From September 1920 to September 1921 he served in the office of the deputy chief of staff for Intelligence (G-2). He served in the Regulations Branch of the Personnel Division until July 1924. He was then posted to Fort Thomas, Kentucky, where he served as chief of staff for Fifth Corps Area until November 1924. From November 1924 to September 1925, Smith was assigned to assist with organizing and training the 83rd Division, an Ohio-based unit of the Organized Reserve Corps. From September 1925 to 1928, he was Fifth Corps Area's liaison officer to the Organized Reserve Corps.

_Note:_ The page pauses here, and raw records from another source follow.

//! Token storage.
//!
//! Holds the session's `accessToken` and `refreshToken`. The store API is
//! synchronous: every read and write completes before the caller continues,
//! so the request pipeline can consult it between awaits without holding a
//! lock across a suspension point.

use std::fmt;
use std::path::{Path, PathBuf};
use std::sync::Arc;

use parking_lot::RwLock;
use serde::{Deserialize, Serialize};

use crate::error::{Error, Result};

/// Which of the two session tokens an operation targets.
#[derive(Debug, Clone, Copy, PartialEq, Eq, Hash)]
pub enum TokenKind {
    /// Short-lived credential sent with API calls.
    Access,
    /// Longer-lived credential used only to mint a new access token.
    Refresh,
}

impl TokenKind {
    /// Storage key for this token.
    pub fn key(self) -> &'static str {
        match self {
            TokenKind::Access => "accessToken",
            TokenKind::Refresh => "refreshToken",
        }
    }
}

impl fmt::Display for TokenKind {
    fn fmt(&self, f: &mut fmt::Formatter<'_>) -> fmt::Result {
        f.write_str(self.key())
    }
}

/// The pair of session tokens.
///
/// Serializes with the storage keys (`accessToken`, `refreshToken`), which is
/// also the shape the backend uses in auth response bodies.
#[derive(Debug, Clone, Default, PartialEq, Eq, Serialize, Deserialize)]
#[serde(rename_all = "camelCase")]
pub struct Credentials {
    #[serde(default, skip_serializing_if = "Option::is_none")]
    pub access_token: Option<String>,
    #[serde(default, skip_serializing_if = "Option::is_none")]
    pub refresh_token: Option<String>,
}

impl Credentials {
    /// Both tokens present.
    pub fn new(access_token: impl Into<String>, refresh_token: impl Into<String>) -> Self {
        Self {
            access_token: Some(access_token.into()),
            refresh_token: Some(refresh_token.into()),
        }
    }

    /// Token of the given kind, if present.
    pub fn get(&self, kind: TokenKind) -> Option<&str> {
        match kind {
            TokenKind::Access => self.access_token.as_deref(),
            TokenKind::Refresh => self.refresh_token.as_deref(),
        }
    }

    fn slot(&mut self, kind: TokenKind) -> &mut Option<String> {
        match kind {
            TokenKind::Access => &mut self.access_token,
            TokenKind::Refresh => &mut self.refresh_token,
        }
    }

    /// True when neither token is present.
    pub fn is_empty(&self) -> bool {
        self.access_token.is_none() && self.refresh_token.is_none()
    }
}

// ============================================================================
// TokenStore Trait
// ============================================================================

/// Persistent key/value storage for the session tokens.
pub trait TokenStore: Send + Sync + fmt::Debug {
    /// Read a token.
    fn get(&self, kind: TokenKind) -> Option<String>;

    /// Overwrite a token.
    fn set(&self, kind: TokenKind, value: &str) -> Result<()>;

    /// Delete a token. Deleting a missing token is not an error.
    fn remove(&self, kind: TokenKind) -> Result<()>;

    /// Snapshot of both tokens.
    fn credentials(&self) -> Credentials {
        Credentials {
            access_token: self.get(TokenKind::Access),
            refresh_token: self.get(TokenKind::Refresh),
        }
    }

    /// Write every token present in `credentials`, leaving the others untouched.
    fn store_credentials(&self, credentials: &Credentials) -> Result<()> {
        for kind in [TokenKind::Access, TokenKind::Refresh] {
            if let Some(value) = credentials.get(kind) {
                self.set(kind, value)?;
            }
        }
        Ok(())
    }

    /// Delete both tokens.
    fn clear(&self) -> Result<()> {
        self.remove(TokenKind::Access)?;
        self.remove(TokenKind::Refresh)
    }
}

/// Token store shared between clones of a client.
pub type SharedTokenStore = Arc<dyn TokenStore>;

// ============================================================================
// MemoryTokenStore
// ============================================================================

/// In-process token store. Nothing survives the process.
#[derive(Debug, Default)]
pub struct MemoryTokenStore {
    tokens: RwLock<Credentials>,
}

impl MemoryTokenStore {
    pub fn new() -> Self {
        Self::default()
    }

    pub fn with_credentials(credentials: Credentials) -> Self {
        Self {
            tokens: RwLock::new(credentials),
        }
    }
}

impl TokenStore for MemoryTokenStore {
    fn get(&self, kind: TokenKind) -> Option<String> {
        self.tokens.read().get(kind).map(str::to_string)
    }

    fn set(&self, kind: TokenKind, value: &str) -> Result<()> {
        *self.tokens.write().slot(kind) = Some(value.to_string());
        Ok(())
    }

    fn remove(&self, kind: TokenKind) -> Result<()> {
        *self.tokens.write().slot(kind) = None;
        Ok(())
    }
}

// ============================================================================
// FileTokenStore
// ============================================================================

/// Token store backed by a JSON file.
///
/// The file holds a single object keyed by `accessToken`/`refreshToken`. It is
/// rewritten on every mutation and removed once both tokens are gone.
#[derive(Debug)]
pub struct FileTokenStore {
    path: PathBuf,
    cached: RwLock<Credentials>,
}

impl FileTokenStore {
    /// Open a store at `path`, loading existing tokens if the file exists.
    pub fn open(path: impl Into<PathBuf>) -> Result<Self> {
        let path = path.into();
        let cached = if path.is_file() {
            let content = std::fs::read_to_string(&path).map_err(|e| {
                Error::TokenStore(format!("failed to read {}: {}", path.display(), e))
            })?;
            serde_json::from_str(&content).map_err(|e| {
                Error::TokenStore(format!("failed to parse {}: {}", path.display(), e))
            })?
        } else {
            Credentials::default()
        };

        Ok(Self {
            path,
            cached: RwLock::new(cached),
        })
    }

    /// Path of the backing file.
    pub fn path(&self) -> &Path {
        &self.path
    }

    fn persist(&self, credentials: &Credentials) -> Result<()> {
        if credentials.is_empty() {
            if self.path.exists() {
                std::fs::remove_file(&self.path).map_err(|e| {
                    Error::TokenStore(format!("failed to delete {}: {}", self.path.display(), e))
                })?;
            }
            return Ok(());
        }

        if let Some(parent) = self.path.parent() {
            std::fs::create_dir_all(parent).map_err(|e| {
                Error::TokenStore(format!("failed to create {}: {}", parent.display(), e))
            })?;
        }

        let json = serde_json::to_string_pretty(credentials)?;
        std::fs::write(&self.path, json).map_err(|e| {
            Error::TokenStore(format!("failed to write {}: {}", self.path.display(), e))
        })
    }

    fn update(&self, kind: TokenKind, value: Option<String>) -> Result<()> {
        let mut cached = self.cached.write();
        if *cached.slot(kind) == value {
            return Ok(());
        }
        *cached.slot(kind) = value;
        self.persist(&cached)
    }
}

impl TokenStore for FileTokenStore {
    fn get(&self, kind: TokenKind) -> Option<String> {
        self.cached.read().get(kind).map(str::to_string)
    }

    fn set(&self, kind: TokenKind, value: &str) -> Result<()> {
        self.update(kind, Some(value.to_string()))
    }

    fn remove(&self, kind: TokenKind) -> Result<()> {
        self.update(kind, None)
    }
}

#[cfg(test)]
mod tests {
    use super::*;
    use tempfile::tempdir;

    #[test]
    fn test_token_keys() {
        assert_eq!(TokenKind::Access.key(), "accessToken");
        assert_eq!(TokenKind::Refresh.key(), "refreshToken");
    }

    #[test]
    fn test_memory_store_set_get_remove() {
        let store = MemoryTokenStore::new();
        assert!(store.credentials().is_empty());

        store.set(TokenKind::Access, "a1").unwrap();
        store.set(TokenKind::Refresh, "r1").unwrap();
        assert_eq!(store.credentials(), Credentials::new("a1", "r1"));

        store.set(TokenKind::Access, "a2").unwrap();
        assert_eq!(store.get(TokenKind::Access).as_deref(), Some("a2"));

        store.remove(TokenKind::Access).unwrap();
        assert_eq!(store.get(TokenKind::Access), None);
        assert_eq!(store.get(TokenKind::Refresh).as_deref(), Some("r1"));
    }

    #[test]
    fn test_store_credentials_keeps_missing_entries() {
        let store = MemoryTokenStore::with_credentials(Credentials::new("a1", "r1"));
        store
            .store_credentials(&Credentials {
                access_token: Some("a2".to_string()),
                refresh_token: None,
            })
            .unwrap();
        assert_eq!(store.credentials(), Credentials::new("a2", "r1"));
    }

    #[test]
    fn test_clear_removes_both() {
        let store = MemoryTokenStore::with_credentials(Credentials::new("a", "r"));
        store.clear().unwrap();
        assert!(store.credentials().is_empty());
    }

    #[test]
    fn test_file_store_persists_across_instances() {
        let dir = tempdir().unwrap();
        let path = dir.path().join("nested").join("tokens.json");

        let store = FileTokenStore::open(&path).unwrap();
        store
            .store_credentials(&Credentials::new("access", "refresh"))
            .unwrap();
        assert!(path.is_file());

        let raw = std::fs::read_to_string(&path).unwrap();
        assert!(raw.contains("\"accessToken\""));
        assert!(raw.contains("\"refreshToken\""));

        let reopened = FileTokenStore::open(&path).unwrap();
        assert_eq!(reopened.credentials(), Credentials::new("access", "refresh"));
    }

    #[test]
    fn test_file_store_clear_deletes_file() {
        let dir = tempdir().unwrap();
        let path = dir.path().join("tokens.json");

        let store = FileTokenStore::open(&path).unwrap();
        store.set(TokenKind::Access, "a").unwrap();
        assert!(path.exists());

        store.clear().unwrap();
        assert!(!path.exists());
        assert!(store.credentials().is_empty());
    }

    #[test]
    fn test_file_store_rejects_corrupt_file() {
        let dir = tempdir().unwrap();
        let path = dir.path().join("tokens.json");
        std::fs::write(&path, "not json").unwrap();

        let err = FileTokenStore::open(&path).unwrap_err();
        assert!(matches!(err, Error::TokenStore(_)));
    }
}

In April 1928, Smith was posted to Panama, where he served as commander of the Panama Pacific General Depot. After returning to the United States, he was assigned as Ninth Corps Area liaison officer to the Organized Reserve Corps. He remained in this post until retiring.

==Retirement and death==
Smith left the army upon reaching the mandatory retirement age of 64 in March 1932. In 1930, the U.S. Congress enacted legislation permitting the general officers of World War I to retire at their highest wartime rank, and Smith was promoted to brigadier general on the retired list. In retirement, he was a resident of Beverly Hills, California. Smith died in Beverly Hills on March 11, 1941. He was buried at Arlington National Cemetery.

==Family==
In 1907, Smith married Celeste Yeteve Pickering, the daughter of Colonel Abner Pickering. They were the parents of four children— Mauree Celeste, James Pickering, Catherine Yeteve, and Matthew Comerford. Mauree Smith was a longtime employee of the Southern California Automobile Club. James Smith was an army veteran of World War II and the Korean War and a longtime employee of a California freight service. Catherine Smith was a U.S. Marine Corps Women's Reserve veteran of World War II and career employee of the U.S. government. Matthew Comerford Smith was a career U.S. Army officer who served in World War II and the Korean War and retired as a colonel.